Step Four: Invest In Yourself. I am currently reading The Seven Habits of Highly Effective People, and one of the things Dr. Steven Covey argues is to be mindful of the P/PC balance. P stands for production, and PC stands for production capacity. I assume most strive to increase their productivity; however, do not neglect your production capacity. One book can unfold secrets that will yield extraordinary personal growth. However, you will never read it if you are constantly busy with “producing.” Similarly, by taking one class, you perhaps could quadruple your company’s profits, but you have to set aside the time. Do not let your skills become irrelevant because you refuse to update them.
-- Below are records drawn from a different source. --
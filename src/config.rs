//! # Project Configuration
//!
//! This module defines the schema of the project manifest, `airone.json`,
//! which declares the modules a project vendors:
//!
//! ```json
//! {
//!   "name": "shop",
//!   "version": "1.0.0",
//!   "modules": [{ "name": "AirNetwork", "git": "https://git.example.com/air/network.git", "tag": "1.2.0" }],
//!   "devModules": [{ "name": "AirUI", "git": "https://git.example.com/air/ui.git", "branch": "develop" }]
//! }
//! ```
//!
//! `modules` are library modules (consumed as built artifacts), `devModules`
//! are modules vendored as editable source. A module name must be unique
//! within its list and may appear in only one of the two lists; manifests
//! breaking that rule are rejected when they are loaded.
//!
//! The module also defines `ProjectContext`, the explicit set of paths the
//! rest of the library works against. Nothing here reads the current working
//! directory or the environment.

use serde::{Deserialize, Serialize};
use std::collections::HashSet;
use std::fs;
use std::path::{Path, PathBuf};

use crate::error::{Error, Result};

/// File name of the project manifest.
pub const PROJECT_CONFIG_NAME: &str = "airone.json";

/// Directory (relative to the project root) library modules are synced into.
pub const MODULES_DIR: &str = "modules";

/// Directory (relative to the project root) dev modules are synced into.
pub const DEV_MODULES_DIR: &str = "devModules";

/// Directory (relative to the project root) holding the iOS project.
pub const IOS_DIR: &str = "ios";

/// A declared module: an external git source vendored into the project.
#[derive(Debug, Clone, PartialEq, Eq, Serialize, Deserialize)]
pub struct ModuleEntry {
    pub name: String,
    pub git: String,
    #[serde(default, skip_serializing_if = "Option::is_none")]
    pub version: Option<String>,
    #[serde(default, skip_serializing_if = "Option::is_none")]
    pub branch: Option<String>,
    #[serde(default, skip_serializing_if = "Option::is_none")]
    pub tag: Option<String>,
}

impl ModuleEntry {
    pub fn new(name: impl Into<String>, git: impl Into<String>) -> Self {
        Self {
            name: name.into(),
            git: git.into(),
            version: None,
            branch: None,
            tag: None,
        }
    }
}

/// The project manifest.
#[derive(Debug, Clone, PartialEq, Eq, Serialize, Deserialize)]
#[serde(rename_all = "camelCase")]
pub struct ProjectConfig {
    pub name: String,
    #[serde(default, skip_serializing_if = "Option::is_none")]
    pub desc: Option<String>,
    pub version: String,
    #[serde(default)]
    pub modules: Vec<ModuleEntry>,
    #[serde(default)]
    pub dev_modules: Vec<ModuleEntry>,
}

/// Which of the two module lists an entry belongs to.
#[derive(Debug, Clone, Copy, PartialEq, Eq)]
pub enum ModuleKind {
    Library,
    Dev,
}

impl ProjectConfig {
    /// Check the manifest invariants: every name is a valid module name,
    /// names are unique within each list and no name is declared in both
    /// lists.
    pub fn validate(&self) -> Result<()> {
        for module in self.modules.iter().chain(&self.dev_modules) {
            validate_module_name(&module.name)?;
        }

        let mut library = HashSet::new();
        for module in &self.modules {
            if !library.insert(module.name.as_str()) {
                return Err(Error::MalformedManifest {
                    message: format!("module '{}' is declared twice in modules", module.name),
                });
            }
        }

        let mut dev = HashSet::new();
        for module in &self.dev_modules {
            if !dev.insert(module.name.as_str()) {
                return Err(Error::MalformedManifest {
                    message: format!(
                        "module '{}' is declared twice in devModules",
                        module.name
                    ),
                });
            }
            if library.contains(module.name.as_str()) {
                return Err(Error::MalformedManifest {
                    message: format!(
                        "module '{}' is declared in both modules and devModules",
                        module.name
                    ),
                });
            }
        }

        Ok(())
    }

    /// Find which list declares `name`, if any.
    pub fn kind_of(&self, name: &str) -> Option<ModuleKind> {
        if self.modules.iter().any(|m| m.name == name) {
            Some(ModuleKind::Library)
        } else if self.dev_modules.iter().any(|m| m.name == name) {
            Some(ModuleKind::Dev)
        } else {
            None
        }
    }

    /// Declare a new module, refusing names that are already declared.
    pub fn add_module(&mut self, entry: ModuleEntry, kind: ModuleKind) -> Result<()> {
        validate_module_name(&entry.name)?;
        if let Some(existing) = self.kind_of(&entry.name) {
            let list = match existing {
                ModuleKind::Library => "modules",
                ModuleKind::Dev => "devModules",
            };
            return Err(Error::MalformedManifest {
                message: format!("module '{}' is already declared in {}", entry.name, list),
            });
        }

        match kind {
            ModuleKind::Library => self.modules.push(entry),
            ModuleKind::Dev => self.dev_modules.push(entry),
        }
        Ok(())
    }
}

/// Check that `name` can be used both as a directory under `modules/` and
/// inside a single-quoted Ruby string in the Podfile.
pub fn validate_module_name(name: &str) -> Result<()> {
    let problem = if name.is_empty() {
        Some("must not be empty")
    } else if name == "." || name == ".." {
        Some("must not be '.' or '..'")
    } else if name.starts_with('-') {
        Some("must not start with '-'")
    } else if name.contains(['/', '\\']) {
        Some("must not contain path separators")
    } else if name.contains('\'') {
        Some("must not contain quotes")
    } else if name.chars().any(char::is_control) {
        Some("must not contain control characters")
    } else {
        None
    };

    match problem {
        Some(problem) => Err(Error::MalformedManifest {
            message: format!("invalid module name '{}': {}", name.escape_default(), problem),
        }),
        None => Ok(()),
    }
}

/// Parse and validate a manifest from its JSON text.
pub fn parse(json: &str) -> Result<ProjectConfig> {
    let config: ProjectConfig = serde_json::from_str(json).map_err(|e| Error::ConfigParse {
        message: e.to_string(),
        hint: Some(format!(
            "{} needs at least \"name\" and \"version\" fields",
            PROJECT_CONFIG_NAME
        )),
    })?;
    config.validate()?;
    Ok(config)
}

/// Load the manifest at `path`.
///
/// A missing file is reported as `Error::ConfigMissing` so callers can abort
/// before touching anything on disk.
pub fn from_file<P: AsRef<Path>>(path: P) -> Result<ProjectConfig> {
    let path = path.as_ref();
    if !path.is_file() {
        return Err(Error::ConfigMissing {
            path: path.display().to_string(),
            hint: Some(format!(
                "make sure you are in the root directory of an airone project ({} not found)",
                PROJECT_CONFIG_NAME
            )),
        });
    }
    let content = fs::read_to_string(path)?;
    parse(&content)
}

/// Write the manifest back to `path`, pretty-printed with tab indentation.
pub fn save<P: AsRef<Path>>(config: &ProjectConfig, path: P) -> Result<()> {
    let content = to_pretty_json(config)?;
    fs::write(path, content)?;
    Ok(())
}

/// Serialize a value as JSON indented with tabs, the layout the tool has
/// always written.
pub(crate) fn to_pretty_json<T: Serialize>(value: &T) -> Result<String> {
    let mut buffer = Vec::new();
    let formatter = serde_json::ser::PrettyFormatter::with_indent(b"\t");
    let mut serializer = serde_json::Serializer::with_formatter(&mut buffer, formatter);
    value.serialize(&mut serializer)?;
    String::from_utf8(buffer).map_err(|e| Error::ConfigParse {
        message: e.to_string(),
        hint: None,
    })
}

/// Paths of the project an install runs against.
#[derive(Debug, Clone, PartialEq, Eq)]
pub struct ProjectContext {
    pub project_dir: PathBuf,
}

impl ProjectContext {
    pub fn new(project_dir: impl Into<PathBuf>) -> Self {
        Self {
            project_dir: project_dir.into(),
        }
    }

    pub fn config_path(&self) -> PathBuf {
        self.project_dir.join(PROJECT_CONFIG_NAME)
    }

    pub fn modules_dir(&self) -> PathBuf {
        self.project_dir.join(MODULES_DIR)
    }

    pub fn dev_modules_dir(&self) -> PathBuf {
        self.project_dir.join(DEV_MODULES_DIR)
    }

    pub fn ios_dir(&self) -> PathBuf {
        self.project_dir.join(IOS_DIR)
    }

    /// Locate the Podfile, accepting the lowercase spelling some projects use.
    pub fn podfile_path(&self) -> Result<PathBuf> {
        let ios_dir = self.ios_dir();
        ["Podfile", "podfile"]
            .iter()
            .map(|name| ios_dir.join(name))
            .find(|path| path.is_file())
            .ok_or_else(|| Error::PodfileMissing {
                dir: ios_dir.display().to_string(),
            })
    }
}
//! Orchestrator for the complete install operation
//!
//! An install runs these steps in order, each blocking until done:
//! 1. Locate the Podfile (fails before anything is written)
//! 2. Sync `modules` into `<project>/modules`
//! 3. Sync `devModules` into `<project>/devModules`
//! 4. Regenerate the owned region of the Podfile
//! 5. Ask about every target that has no injection marker yet
//! 6. Write the Podfile back once
//!
//! `preview_install` computes the same plan without fetching, prompting, or
//! writing, for `install --dry-run`.

use log::info;
use std::path::PathBuf;

use crate::config::{ProjectConfig, ProjectContext};
use crate::document::TextDocument;
use crate::error::Result;
use crate::injector::{ConfirmOracle, InjectionReport, TargetInjector, SKIP_MARKER};
use crate::region::{self, ModuleLayout, RegionRewrite};
use crate::scanner::{self, InjectionState};
use crate::sync::{self, ModuleFetcher, ModuleOutcome, ModuleSyncEngine};

/// What an install did.
#[derive(Debug, Clone, PartialEq, Eq)]
pub struct InstallReport {
    pub modules: Vec<ModuleOutcome>,
    pub dev_modules: Vec<ModuleOutcome>,
    pub podfile: PathBuf,
    pub region: RegionRewrite,
    pub injection: InjectionReport,
    /// Whether the Podfile content differs from what was on disk.
    pub podfile_changed: bool,
}

/// What an install would do.
#[derive(Debug, Clone, PartialEq, Eq)]
pub struct InstallPreview {
    pub modules: Vec<ModuleOutcome>,
    pub dev_modules: Vec<ModuleOutcome>,
    pub podfile: PathBuf,
    pub region: RegionRewrite,
    /// Targets that would be asked about, in the order they would be asked.
    pub pending_targets: Vec<String>,
}

/// Apply both Podfile rewrites to an in-memory document.
pub fn rewrite_podfile<O: ConfirmOracle>(
    doc: &mut TextDocument,
    config: &ProjectConfig,
    layout: &ModuleLayout,
    oracle: O,
) -> Result<(RegionRewrite, InjectionReport)> {
    let region = region::rewrite_owned_region(doc, config, layout)?;
    let injection = TargetInjector::new(oracle).run(doc)?;
    Ok((region, injection))
}

/// Execute the complete install.
pub fn run_install<F, O>(
    context: &ProjectContext,
    config: &ProjectConfig,
    fetcher: F,
    oracle: O,
) -> Result<InstallReport>
where
    F: ModuleFetcher,
    O: ConfirmOracle,
{
    let podfile = context.podfile_path()?;

    let engine = ModuleSyncEngine::new(fetcher);
    let modules = engine.reconcile(&config.modules, &context.modules_dir())?;
    let dev_modules = engine.reconcile(&config.dev_modules, &context.dev_modules_dir())?;

    let mut doc = TextDocument::load(&podfile)?;
    let original = doc.to_string();
    let (region, injection) = rewrite_podfile(&mut doc, config, &ModuleLayout::default(), oracle)?;

    let podfile_changed = doc.to_string() != original;
    if podfile_changed {
        doc.save(&podfile)?;
        info!("Updated {}", podfile.display());
    } else {
        info!("{} is already up to date", podfile.display());
    }

    Ok(InstallReport {
        modules,
        dev_modules,
        podfile,
        region,
        injection,
        podfile_changed,
    })
}

/// Work out what `run_install` would do.
pub fn preview_install(context: &ProjectContext, config: &ProjectConfig) -> Result<InstallPreview> {
    let podfile = context.podfile_path()?;
    let modules = sync::plan(&config.modules, &context.modules_dir())?;
    let dev_modules = sync::plan(&config.dev_modules, &context.dev_modules_dir())?;

    let mut doc = TextDocument::load(&podfile)?;
    let region = region::rewrite_owned_region(&mut doc, config, &ModuleLayout::default())?;

    // Answering "skip" marks targets in the same order the real run asks.
    let mut pending_targets = Vec::new();
    while let Some(block) = scanner::find_next_uninjected_target(&doc) {
        debug_assert_eq!(block.state, InjectionState::Uninjected);
        doc.insert(block.start + 1, [SKIP_MARKER])?;
        pending_targets.push(block.name);
    }

    Ok(InstallPreview {
        modules,
        dev_modules,
        podfile,
        region,
        pending_targets,
    })
}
Remember, the only job security is your ability to get the next job.
Step Five: Be Financially Solvent. I know most financial experts say live below your means, but try the less ambitious goal of living within your means. In other words, meet your financial obligations without borrowing any money (excluding the traditional mortgage). These “obligations” are (1) paying for insurance needs, (2) investing for your retirement, (3) paying for your household expenses (food, clothes, shelter, transportation, etc), (4) paying off all debt including mortgage (if applicable), and (5) investing for the education of your children. If you can do this, you are financially solvent, which is a critical step in any wealth building plan.
Final thought: simply incorporate these steps to protect your cash flow into your existing wealth-building plan. They simply decrease your risks, and the returns will be rich.